Yes. Hospice agency acquisitions are SBA-eligible, and the SBA 7(a) loan program is commonly used by owner-operator buyers to finance acquisitions in the $1M–$5M range. Lenders will require 3 years of business tax returns, normalized EBITDA documentation, a business appraisal, and evidence of Medicare certification in good standing. Compliance exposure, active audits, or unresolved CMS investigations can disqualify a deal from SBA financing, which is why resolving these issues before going to market is critical.

What happens to my Medicare certification when I sell my hospice?

Hospice Medicare certifications are non-transferable in an asset sale and require a formal Change of Ownership (CHOW) process with CMS. The buyer must submit a CHOW application, obtain state licensure, and — in most states — have the provider agreement novated to the new owner. This process can take 60–120 days and requires careful coordination with your healthcare attorney and the buyer. In a stock sale, the existing Medicare certification may transfer with the entity, but buyers typically require escrow holdbacks to protect against pre-closing compliance liabilities.

What is the most important thing I can do to increase my hospice agency's sale value?

The single highest-impact action a hospice seller can take is presenting 3 years of clean, accrual-based financial statements with a well-documented EBITDA normalization schedule. Beyond financials, demonstrating a growing ADC, a diversified referral network with no single-source dependency, a clean CMS survey history, and a stable clinical leadership team that is willing to stay post-sale will directly increase your valuation multiple and reduce the likelihood of buyers requiring large escrow holdbacks or earnouts at closing.

How long does it take to sell a hospice agency?

Most hospice agency sales in the lower middle market take 12–24 months from the decision to sell through closing. The timeline includes 2–4 months of financial and operational preparation, 2–4 months of marketing and buyer qualification, 3–6 months of due diligence and deal structuring, and 2–4 months for the Medicare CHOW process, state licensure transfer, and legal documentation. Agencies with unresolved compliance issues, incomplete records, or complex ownership structures typically take longer.

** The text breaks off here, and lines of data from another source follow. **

// Thin namespace wrapper for API-layer components
pub mod handlers {
    pub use crate::handlers::*;
}

pub mod report {
    pub use crate::report::*;
}
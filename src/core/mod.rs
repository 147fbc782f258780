// Domain-layer modules and shared errors/models
pub mod advisor {
    pub use crate::advisor::*;
}

pub mod coverage {
    pub use crate::coverage::*;
}

pub mod models {
    pub use crate::models::*;
}

pub mod normalizer {
    pub use crate::normalizer::*;
}

pub mod sanitizer {
    pub use crate::sanitizer::*;
}

pub mod errors {
    pub use crate::errors::*;
}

Will a private equity buyer keep my staff after acquiring my hospice?

Most PE-backed acquirers and strategic buyers are highly motivated to retain clinical staff — particularly the Director of Nursing, Administrator, and core IDT members — because census continuity depends on it. Many buyers will offer employment agreements, retention bonuses, or equity participation to key clinical leaders as part of the acquisition. That said, sellers should have candid conversations with their teams early enough to surface retention risks and address them before they become deal-breaking issues in due diligence.